Para Escorihuela, que también es la coordinadora del grupo de medicina rural de la Sociedad Aragonesa de Medicina Familiar y Comunitaria, el cambio fue notable desde que llegó. En la ciudad, cuenta, tenía consultas de hasta 40 pacientes, y el tiempo que podía dedicarles era limitado. Además, los contratos eran de días sueltos, y cambiando de consulta cada semana, lo que impedía conocer a quién llegaba a su consulta con detenimiento. «No me sentía médico de familia en esas circunstancias. Incluso empecé a tener un poco de inseguridad. Veía que trabajando a esa velocidad podía equivocarme», recuerda.

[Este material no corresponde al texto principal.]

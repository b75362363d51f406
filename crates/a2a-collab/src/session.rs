//! Collaboration session bookkeeping

use chrono::{DateTime, Utc};
use serde::{Deserialize, Serialize};
use std::collections::HashMap;
use std::fmt;
use std::sync::Arc;

use a2a_core::{A2AAgent, Task, TaskResult};

#[derive(Debug, Clone, Copy, PartialEq, Eq, Hash, Serialize, Deserialize, Default)]
#[serde(rename_all = "snake_case")]
pub enum SessionStatus {
    #[default]
    Active,
    Completed,
    Failed,
    Cancelled,
}

impl SessionStatus {
    pub fn is_finished(&self) -> bool {
        !matches!(self, Self::Active)
    }
}

/// Record of one `coordinate` call
#[derive(Clone)]
pub struct CollaborationSession {
    pub id: String,
    pub main_task: Task,
    /// Agents taking part, keyed by agent id
    pub participants: HashMap<String, Arc<dyn A2AAgent>>,
    /// Subtasks keyed by subtask id
    pub sub_tasks: HashMap<String, Task>,
    /// Agent id the router picked for each subtask
    pub assignments: HashMap<String, String>,
    /// Results keyed by subtask id, filled in once every subtask completed
    pub results: HashMap<String, TaskResult>,
    pub status: SessionStatus,
    /// Why the session failed, if it did
    pub error: Option<String>,
    pub created_at: DateTime<Utc>,
    pub updated_at: DateTime<Utc>,
}

impl CollaborationSession {
    pub fn new(main_task: Task) -> Self {
        let now = Utc::now();
        Self {
            id: uuid::Uuid::new_v4().to_string(),
            main_task,
            participants: HashMap::new(),
            sub_tasks: HashMap::new(),
            assignments: HashMap::new(),
            results: HashMap::new(),
            status: SessionStatus::Active,
            error: None,
            created_at: now,
            updated_at: now,
        }
    }

    pub(crate) fn touch(&mut self) {
        self.updated_at = Utc::now();
    }

    pub(crate) fn complete(&mut self) {
        self.status = SessionStatus::Completed;
        self.touch();
    }

    pub(crate) fn fail(&mut self, reason: impl Into<String>) {
        self.status = SessionStatus::Failed;
        self.error = Some(reason.into());
        self.touch();
    }

    pub(crate) fn cancel(&mut self, reason: impl Into<String>) {
        self.status = SessionStatus::Cancelled;
        self.error = Some(reason.into());
        self.touch();
    }

    /// Participant ids, sorted
    pub fn participant_ids(&self) -> Vec<String> {
        let mut ids: Vec<_> = self.participants.keys().cloned().collect();
        ids.sort();
        ids
    }
}

impl fmt::Debug for CollaborationSession {
    fn fmt(&self, f: &mut fmt::Formatter<'_>) -> fmt::Result {
        f.debug_struct("CollaborationSession")
            .field("id", &self.id)
            .field("main_task", &self.main_task.id)
            .field("participants", &self.participant_ids())
            .field("sub_tasks", &self.sub_tasks.len())
            .field("assignments", &self.assignments)
            .field("results", &self.results.len())
            .field("status", &self.status)
            .field("error", &self.error)
            .field("created_at", &self.created_at)
            .field("updated_at", &self.updated_at)
            .finish()
    }
}

#[cfg(test)]
mod tests {
    use super::*;
    use a2a_core::TaskType;

    #[test]
    fn test_new_session_is_active() {
        let session = CollaborationSession::new(Task::new(TaskType::Query, "q"));
        assert_eq!(session.status, SessionStatus::Active);
        assert!(!session.status.is_finished());
        assert!(session.participants.is_empty());
        assert_eq!(session.created_at, session.updated_at);
    }

    #[test]
    fn test_fail_records_reason() {
        let mut session = CollaborationSession::new(Task::new(TaskType::Query, "q"));
        session.fail("no agents");
        assert_eq!(session.status, SessionStatus::Failed);
        assert_eq!(session.error.as_deref(), Some("no agents"));
        assert!(session.updated_at >= session.created_at);
    }

    #[test]
    fn test_cancel_finishes_session() {
        let mut session = CollaborationSession::new(Task::new(TaskType::Query, "q"));
        session.cancel("caller went away");
        assert_eq!(session.status, SessionStatus::Cancelled);
        assert!(session.status.is_finished());
        assert_eq!(session.error.as_deref(), Some("caller went away"));
    }
}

El punto de inflexión para terminar apostando por lo rural llegó cuando se quedó embarazada. «Si además tenía una urgencia o un aviso, acababa agotada mentalmente y físicamente. Cuando me quedé embarazada me di cuenta de que no podría ejercer la maternidad como quería bajo esas condiciones, y por eso decidimos regresar a Alcañiz junto a mi marido», cuenta.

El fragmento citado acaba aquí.